Copy every line that contains the string "NodeInstance" from the entries below.

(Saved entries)
========

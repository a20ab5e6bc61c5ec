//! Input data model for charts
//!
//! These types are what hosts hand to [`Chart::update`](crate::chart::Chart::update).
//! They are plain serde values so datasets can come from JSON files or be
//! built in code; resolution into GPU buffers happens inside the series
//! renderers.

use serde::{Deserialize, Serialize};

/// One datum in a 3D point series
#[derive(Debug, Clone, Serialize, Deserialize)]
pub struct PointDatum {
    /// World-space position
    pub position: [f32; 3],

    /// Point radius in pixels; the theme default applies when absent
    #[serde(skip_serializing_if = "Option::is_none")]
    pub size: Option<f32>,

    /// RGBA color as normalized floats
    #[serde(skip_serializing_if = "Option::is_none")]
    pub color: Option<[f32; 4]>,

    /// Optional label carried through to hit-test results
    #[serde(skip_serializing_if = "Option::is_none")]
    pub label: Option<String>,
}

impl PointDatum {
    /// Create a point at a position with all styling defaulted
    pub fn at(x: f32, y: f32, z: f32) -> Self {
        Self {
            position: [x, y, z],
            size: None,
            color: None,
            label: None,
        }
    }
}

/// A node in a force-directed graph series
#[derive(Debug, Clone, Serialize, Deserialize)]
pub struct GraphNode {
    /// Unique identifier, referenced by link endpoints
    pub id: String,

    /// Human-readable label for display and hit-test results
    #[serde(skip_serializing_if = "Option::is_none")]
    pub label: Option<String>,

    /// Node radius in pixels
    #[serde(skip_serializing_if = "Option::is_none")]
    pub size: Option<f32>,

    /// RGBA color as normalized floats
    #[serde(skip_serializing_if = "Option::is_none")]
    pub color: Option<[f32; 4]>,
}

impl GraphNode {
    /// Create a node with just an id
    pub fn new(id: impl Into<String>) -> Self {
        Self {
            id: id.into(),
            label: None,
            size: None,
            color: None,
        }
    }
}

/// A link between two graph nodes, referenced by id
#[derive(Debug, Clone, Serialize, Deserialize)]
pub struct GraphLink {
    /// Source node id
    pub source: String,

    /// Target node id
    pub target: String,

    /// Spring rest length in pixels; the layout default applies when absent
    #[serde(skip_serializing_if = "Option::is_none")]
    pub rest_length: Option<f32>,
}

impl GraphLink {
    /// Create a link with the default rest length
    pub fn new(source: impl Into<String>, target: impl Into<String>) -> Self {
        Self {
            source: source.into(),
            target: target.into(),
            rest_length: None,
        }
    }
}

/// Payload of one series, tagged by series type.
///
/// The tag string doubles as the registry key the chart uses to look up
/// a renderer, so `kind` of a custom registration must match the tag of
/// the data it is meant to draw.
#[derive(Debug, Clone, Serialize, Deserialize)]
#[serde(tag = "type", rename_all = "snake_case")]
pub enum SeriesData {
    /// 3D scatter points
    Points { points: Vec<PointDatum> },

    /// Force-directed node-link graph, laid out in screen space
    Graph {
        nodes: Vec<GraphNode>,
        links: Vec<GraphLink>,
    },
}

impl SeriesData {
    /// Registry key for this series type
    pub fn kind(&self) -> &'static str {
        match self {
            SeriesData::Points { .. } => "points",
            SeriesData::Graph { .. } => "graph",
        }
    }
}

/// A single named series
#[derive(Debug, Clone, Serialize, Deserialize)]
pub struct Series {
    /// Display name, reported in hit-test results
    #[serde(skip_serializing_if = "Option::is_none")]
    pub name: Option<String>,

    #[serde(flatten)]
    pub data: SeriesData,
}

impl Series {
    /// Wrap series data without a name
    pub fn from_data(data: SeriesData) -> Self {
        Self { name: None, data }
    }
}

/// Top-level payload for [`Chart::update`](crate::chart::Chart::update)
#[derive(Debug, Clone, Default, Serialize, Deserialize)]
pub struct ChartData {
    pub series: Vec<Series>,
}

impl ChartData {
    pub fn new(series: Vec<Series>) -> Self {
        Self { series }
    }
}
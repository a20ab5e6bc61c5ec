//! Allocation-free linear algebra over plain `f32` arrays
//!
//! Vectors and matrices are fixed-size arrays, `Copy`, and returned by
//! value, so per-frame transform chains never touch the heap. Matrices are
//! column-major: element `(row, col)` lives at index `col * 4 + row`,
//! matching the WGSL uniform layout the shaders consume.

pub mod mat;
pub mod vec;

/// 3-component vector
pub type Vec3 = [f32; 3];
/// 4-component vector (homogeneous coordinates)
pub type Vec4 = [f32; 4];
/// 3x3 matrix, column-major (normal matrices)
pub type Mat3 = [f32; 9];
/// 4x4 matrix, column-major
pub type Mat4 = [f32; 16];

========

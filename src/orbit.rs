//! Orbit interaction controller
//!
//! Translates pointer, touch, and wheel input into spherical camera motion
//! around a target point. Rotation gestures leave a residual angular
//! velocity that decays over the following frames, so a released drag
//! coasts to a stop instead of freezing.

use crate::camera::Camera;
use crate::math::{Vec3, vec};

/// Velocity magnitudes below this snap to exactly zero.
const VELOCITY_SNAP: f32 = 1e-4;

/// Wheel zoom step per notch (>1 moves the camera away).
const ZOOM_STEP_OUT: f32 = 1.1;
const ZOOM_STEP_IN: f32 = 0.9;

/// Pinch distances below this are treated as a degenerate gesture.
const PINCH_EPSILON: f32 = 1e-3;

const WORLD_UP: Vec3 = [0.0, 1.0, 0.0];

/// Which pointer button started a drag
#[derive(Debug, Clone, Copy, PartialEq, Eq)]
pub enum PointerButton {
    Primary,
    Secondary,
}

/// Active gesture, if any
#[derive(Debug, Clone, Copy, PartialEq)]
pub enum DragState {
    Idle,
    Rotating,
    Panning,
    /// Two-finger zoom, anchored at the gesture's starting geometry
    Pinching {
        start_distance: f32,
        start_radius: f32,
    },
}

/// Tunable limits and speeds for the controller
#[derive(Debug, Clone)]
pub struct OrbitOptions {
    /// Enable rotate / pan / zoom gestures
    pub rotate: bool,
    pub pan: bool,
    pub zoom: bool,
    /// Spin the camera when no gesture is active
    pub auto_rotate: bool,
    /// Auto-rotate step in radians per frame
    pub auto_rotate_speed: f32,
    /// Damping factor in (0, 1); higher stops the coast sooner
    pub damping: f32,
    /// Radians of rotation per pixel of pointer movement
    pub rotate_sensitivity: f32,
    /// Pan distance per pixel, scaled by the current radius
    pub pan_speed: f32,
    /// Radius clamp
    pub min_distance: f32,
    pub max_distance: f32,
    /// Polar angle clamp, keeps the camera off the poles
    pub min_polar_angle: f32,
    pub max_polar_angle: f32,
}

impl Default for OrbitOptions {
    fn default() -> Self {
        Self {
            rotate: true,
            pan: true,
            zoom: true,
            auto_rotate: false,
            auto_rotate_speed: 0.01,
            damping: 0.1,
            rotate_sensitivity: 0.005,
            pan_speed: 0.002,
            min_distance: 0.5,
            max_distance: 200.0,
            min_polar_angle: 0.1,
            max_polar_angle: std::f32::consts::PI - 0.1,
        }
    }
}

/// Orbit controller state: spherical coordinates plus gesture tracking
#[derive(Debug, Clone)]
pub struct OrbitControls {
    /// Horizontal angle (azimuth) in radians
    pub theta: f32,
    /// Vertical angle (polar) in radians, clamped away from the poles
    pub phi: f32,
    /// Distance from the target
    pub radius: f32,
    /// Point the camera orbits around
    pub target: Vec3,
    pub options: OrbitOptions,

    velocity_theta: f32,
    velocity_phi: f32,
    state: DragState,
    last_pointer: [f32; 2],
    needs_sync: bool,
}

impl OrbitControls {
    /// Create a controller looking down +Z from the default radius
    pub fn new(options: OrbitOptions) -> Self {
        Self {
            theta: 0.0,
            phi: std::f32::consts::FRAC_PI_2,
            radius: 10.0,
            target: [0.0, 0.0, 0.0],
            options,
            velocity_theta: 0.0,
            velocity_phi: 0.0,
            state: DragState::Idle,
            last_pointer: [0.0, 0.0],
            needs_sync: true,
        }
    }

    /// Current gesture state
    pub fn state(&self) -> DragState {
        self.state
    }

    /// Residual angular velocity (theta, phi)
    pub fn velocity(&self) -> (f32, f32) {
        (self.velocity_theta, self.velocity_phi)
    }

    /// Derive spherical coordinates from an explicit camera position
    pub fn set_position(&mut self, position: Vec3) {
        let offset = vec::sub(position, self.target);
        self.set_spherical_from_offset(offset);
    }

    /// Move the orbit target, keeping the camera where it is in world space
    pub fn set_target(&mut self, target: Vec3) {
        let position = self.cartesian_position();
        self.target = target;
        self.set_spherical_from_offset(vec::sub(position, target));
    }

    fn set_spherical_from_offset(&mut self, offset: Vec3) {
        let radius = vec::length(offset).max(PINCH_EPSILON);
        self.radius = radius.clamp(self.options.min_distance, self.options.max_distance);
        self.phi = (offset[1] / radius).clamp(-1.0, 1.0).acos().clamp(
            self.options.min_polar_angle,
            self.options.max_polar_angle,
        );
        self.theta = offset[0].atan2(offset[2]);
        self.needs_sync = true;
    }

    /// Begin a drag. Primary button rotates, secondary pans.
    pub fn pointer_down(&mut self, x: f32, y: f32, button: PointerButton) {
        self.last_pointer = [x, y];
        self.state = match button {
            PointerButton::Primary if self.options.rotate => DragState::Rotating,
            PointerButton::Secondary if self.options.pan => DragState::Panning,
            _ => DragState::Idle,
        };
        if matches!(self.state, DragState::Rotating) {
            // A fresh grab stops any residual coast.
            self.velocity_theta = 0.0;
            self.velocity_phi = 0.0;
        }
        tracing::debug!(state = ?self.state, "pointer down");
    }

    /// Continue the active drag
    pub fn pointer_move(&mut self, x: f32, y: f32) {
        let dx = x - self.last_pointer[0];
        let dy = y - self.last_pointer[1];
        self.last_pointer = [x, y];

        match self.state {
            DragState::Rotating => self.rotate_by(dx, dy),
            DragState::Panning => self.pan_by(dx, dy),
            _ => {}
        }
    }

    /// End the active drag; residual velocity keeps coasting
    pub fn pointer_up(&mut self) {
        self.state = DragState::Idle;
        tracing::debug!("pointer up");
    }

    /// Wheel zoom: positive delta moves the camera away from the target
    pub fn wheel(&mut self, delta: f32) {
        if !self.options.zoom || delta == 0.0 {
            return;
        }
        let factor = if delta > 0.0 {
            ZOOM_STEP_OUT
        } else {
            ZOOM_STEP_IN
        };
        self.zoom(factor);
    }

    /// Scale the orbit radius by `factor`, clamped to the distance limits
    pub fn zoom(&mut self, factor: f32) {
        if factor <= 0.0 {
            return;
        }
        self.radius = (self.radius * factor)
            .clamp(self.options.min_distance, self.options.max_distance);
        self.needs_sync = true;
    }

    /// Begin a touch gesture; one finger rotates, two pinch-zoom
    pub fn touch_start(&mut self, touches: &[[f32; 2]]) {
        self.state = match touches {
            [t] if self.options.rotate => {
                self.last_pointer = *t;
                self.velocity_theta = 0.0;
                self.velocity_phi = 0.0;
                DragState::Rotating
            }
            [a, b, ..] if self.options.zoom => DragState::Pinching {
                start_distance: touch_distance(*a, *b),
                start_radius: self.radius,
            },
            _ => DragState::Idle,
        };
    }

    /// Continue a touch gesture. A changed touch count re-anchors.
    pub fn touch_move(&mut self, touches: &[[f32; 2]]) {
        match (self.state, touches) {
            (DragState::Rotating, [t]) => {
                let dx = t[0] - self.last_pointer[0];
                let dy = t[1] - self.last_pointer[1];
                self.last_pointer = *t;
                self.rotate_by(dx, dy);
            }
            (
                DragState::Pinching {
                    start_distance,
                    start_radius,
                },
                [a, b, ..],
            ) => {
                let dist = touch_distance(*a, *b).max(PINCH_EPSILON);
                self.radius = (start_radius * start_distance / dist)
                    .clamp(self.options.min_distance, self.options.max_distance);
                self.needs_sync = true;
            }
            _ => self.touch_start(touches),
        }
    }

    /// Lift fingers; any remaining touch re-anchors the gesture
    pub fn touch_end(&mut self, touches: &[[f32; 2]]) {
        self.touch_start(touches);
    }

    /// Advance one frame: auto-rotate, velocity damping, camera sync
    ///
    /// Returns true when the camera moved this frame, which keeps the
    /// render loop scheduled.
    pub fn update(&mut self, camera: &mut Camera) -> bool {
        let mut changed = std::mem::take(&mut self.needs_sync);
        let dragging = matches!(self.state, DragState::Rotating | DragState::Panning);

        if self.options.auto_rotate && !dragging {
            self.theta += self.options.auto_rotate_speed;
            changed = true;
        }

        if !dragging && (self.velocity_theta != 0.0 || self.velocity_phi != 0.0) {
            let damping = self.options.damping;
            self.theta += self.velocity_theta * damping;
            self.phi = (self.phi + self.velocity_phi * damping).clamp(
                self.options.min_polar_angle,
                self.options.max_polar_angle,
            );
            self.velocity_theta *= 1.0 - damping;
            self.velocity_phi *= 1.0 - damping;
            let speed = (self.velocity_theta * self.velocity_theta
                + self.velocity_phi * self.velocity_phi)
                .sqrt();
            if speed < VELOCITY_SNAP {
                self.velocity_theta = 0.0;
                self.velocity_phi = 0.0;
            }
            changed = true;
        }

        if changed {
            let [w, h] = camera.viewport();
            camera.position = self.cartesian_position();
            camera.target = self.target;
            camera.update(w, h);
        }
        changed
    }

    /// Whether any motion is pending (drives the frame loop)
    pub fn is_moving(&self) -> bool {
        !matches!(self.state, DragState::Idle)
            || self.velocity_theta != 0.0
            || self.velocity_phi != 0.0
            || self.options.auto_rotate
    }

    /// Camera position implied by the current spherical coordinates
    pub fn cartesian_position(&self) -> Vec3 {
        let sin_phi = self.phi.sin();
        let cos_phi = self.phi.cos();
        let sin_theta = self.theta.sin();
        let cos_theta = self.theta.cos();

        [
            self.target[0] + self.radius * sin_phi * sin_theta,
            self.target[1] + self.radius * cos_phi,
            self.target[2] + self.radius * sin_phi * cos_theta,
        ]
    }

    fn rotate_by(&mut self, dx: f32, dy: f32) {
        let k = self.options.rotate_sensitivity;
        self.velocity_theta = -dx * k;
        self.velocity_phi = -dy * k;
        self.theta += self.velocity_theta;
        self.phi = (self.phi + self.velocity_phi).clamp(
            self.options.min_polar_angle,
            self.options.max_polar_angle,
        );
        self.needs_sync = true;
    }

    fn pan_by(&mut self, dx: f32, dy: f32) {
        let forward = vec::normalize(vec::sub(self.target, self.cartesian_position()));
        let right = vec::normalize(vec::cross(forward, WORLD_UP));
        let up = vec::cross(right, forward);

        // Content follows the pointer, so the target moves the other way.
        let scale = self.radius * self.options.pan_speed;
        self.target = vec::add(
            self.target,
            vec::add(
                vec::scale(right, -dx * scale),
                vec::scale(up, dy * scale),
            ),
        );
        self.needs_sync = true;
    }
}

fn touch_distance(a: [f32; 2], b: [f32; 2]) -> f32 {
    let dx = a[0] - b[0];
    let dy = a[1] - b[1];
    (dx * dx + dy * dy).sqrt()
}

========

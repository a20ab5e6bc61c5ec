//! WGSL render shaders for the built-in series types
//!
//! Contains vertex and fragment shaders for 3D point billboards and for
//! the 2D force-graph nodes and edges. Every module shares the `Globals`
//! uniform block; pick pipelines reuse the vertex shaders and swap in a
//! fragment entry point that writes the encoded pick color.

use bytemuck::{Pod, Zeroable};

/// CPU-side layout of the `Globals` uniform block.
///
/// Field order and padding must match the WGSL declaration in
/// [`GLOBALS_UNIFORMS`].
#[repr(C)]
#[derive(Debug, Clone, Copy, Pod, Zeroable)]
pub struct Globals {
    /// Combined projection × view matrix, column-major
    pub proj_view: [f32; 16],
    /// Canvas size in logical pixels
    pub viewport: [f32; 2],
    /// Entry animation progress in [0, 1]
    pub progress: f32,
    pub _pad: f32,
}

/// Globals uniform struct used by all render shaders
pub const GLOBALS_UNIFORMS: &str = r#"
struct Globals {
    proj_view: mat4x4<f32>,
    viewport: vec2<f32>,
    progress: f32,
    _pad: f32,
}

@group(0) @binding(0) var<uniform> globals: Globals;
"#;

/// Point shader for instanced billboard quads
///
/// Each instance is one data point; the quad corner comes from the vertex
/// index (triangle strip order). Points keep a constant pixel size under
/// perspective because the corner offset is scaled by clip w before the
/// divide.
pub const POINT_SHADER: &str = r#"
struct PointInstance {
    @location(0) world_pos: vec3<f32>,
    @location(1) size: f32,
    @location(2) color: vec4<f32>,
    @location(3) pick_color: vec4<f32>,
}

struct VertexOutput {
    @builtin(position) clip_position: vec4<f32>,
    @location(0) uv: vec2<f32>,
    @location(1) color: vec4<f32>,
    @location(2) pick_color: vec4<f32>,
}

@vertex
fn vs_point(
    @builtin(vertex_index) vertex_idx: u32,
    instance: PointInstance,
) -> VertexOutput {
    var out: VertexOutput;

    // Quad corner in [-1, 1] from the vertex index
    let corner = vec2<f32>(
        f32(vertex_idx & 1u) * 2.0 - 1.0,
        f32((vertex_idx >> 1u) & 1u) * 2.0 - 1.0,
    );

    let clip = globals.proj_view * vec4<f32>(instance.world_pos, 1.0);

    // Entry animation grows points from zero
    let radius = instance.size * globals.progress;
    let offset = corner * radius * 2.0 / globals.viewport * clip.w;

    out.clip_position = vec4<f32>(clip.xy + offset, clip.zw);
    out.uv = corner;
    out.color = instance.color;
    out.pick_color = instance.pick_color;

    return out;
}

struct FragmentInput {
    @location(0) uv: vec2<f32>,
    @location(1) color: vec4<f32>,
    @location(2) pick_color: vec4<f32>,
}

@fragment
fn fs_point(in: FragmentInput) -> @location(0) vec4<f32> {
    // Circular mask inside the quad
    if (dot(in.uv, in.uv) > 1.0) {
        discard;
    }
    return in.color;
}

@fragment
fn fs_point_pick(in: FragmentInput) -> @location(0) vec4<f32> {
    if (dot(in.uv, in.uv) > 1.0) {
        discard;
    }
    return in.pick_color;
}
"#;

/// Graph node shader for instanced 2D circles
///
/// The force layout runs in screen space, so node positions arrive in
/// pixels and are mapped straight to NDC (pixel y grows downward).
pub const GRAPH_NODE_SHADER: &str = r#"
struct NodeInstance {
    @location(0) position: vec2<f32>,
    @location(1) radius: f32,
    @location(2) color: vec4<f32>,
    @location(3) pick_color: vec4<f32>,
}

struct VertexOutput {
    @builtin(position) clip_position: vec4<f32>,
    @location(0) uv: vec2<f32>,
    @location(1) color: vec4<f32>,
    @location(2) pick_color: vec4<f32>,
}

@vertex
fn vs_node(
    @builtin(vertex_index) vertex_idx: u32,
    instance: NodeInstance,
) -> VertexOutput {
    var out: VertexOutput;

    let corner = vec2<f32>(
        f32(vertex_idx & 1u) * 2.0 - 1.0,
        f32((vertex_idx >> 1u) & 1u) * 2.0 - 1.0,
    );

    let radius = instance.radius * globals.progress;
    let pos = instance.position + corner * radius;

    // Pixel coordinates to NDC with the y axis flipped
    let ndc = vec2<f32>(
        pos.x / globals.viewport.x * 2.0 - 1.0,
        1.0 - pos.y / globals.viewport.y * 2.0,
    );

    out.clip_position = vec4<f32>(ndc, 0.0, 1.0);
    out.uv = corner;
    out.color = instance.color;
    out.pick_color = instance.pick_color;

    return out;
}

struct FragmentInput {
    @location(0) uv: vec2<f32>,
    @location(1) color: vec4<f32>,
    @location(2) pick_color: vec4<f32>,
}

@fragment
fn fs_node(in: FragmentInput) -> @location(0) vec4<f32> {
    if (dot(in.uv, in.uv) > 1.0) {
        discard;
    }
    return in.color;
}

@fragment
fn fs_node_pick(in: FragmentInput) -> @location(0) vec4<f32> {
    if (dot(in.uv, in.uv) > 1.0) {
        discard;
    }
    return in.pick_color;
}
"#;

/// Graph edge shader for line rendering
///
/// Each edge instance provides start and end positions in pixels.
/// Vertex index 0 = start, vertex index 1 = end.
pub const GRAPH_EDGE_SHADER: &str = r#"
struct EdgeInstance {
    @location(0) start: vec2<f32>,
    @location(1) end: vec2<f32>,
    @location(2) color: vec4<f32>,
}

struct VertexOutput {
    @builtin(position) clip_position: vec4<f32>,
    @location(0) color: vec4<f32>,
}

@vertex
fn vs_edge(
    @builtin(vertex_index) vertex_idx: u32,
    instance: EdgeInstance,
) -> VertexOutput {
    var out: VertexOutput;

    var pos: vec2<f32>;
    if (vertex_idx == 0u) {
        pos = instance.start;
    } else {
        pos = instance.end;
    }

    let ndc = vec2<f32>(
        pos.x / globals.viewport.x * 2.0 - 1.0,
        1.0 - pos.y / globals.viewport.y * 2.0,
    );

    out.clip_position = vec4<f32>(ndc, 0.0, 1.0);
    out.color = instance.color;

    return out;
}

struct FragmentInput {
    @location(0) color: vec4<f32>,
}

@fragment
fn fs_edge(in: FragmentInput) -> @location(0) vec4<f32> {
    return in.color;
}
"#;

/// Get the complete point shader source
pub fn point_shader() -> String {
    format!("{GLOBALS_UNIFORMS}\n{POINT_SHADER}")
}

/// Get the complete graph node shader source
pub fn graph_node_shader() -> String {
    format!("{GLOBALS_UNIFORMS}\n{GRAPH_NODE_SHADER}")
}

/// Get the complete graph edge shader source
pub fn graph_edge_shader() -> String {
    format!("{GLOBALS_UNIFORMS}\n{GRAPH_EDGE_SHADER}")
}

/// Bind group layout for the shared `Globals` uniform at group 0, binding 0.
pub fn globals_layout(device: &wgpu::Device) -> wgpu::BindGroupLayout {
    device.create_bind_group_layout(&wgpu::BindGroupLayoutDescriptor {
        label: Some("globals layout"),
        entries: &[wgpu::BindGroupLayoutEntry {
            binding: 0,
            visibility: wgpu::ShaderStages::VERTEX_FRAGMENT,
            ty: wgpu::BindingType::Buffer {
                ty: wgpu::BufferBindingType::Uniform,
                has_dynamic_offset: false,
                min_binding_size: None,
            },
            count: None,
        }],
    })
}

========

- [SOLUTION TO THIS PROBLEM]:
struct NodeInstance {
    instance: NodeInstance,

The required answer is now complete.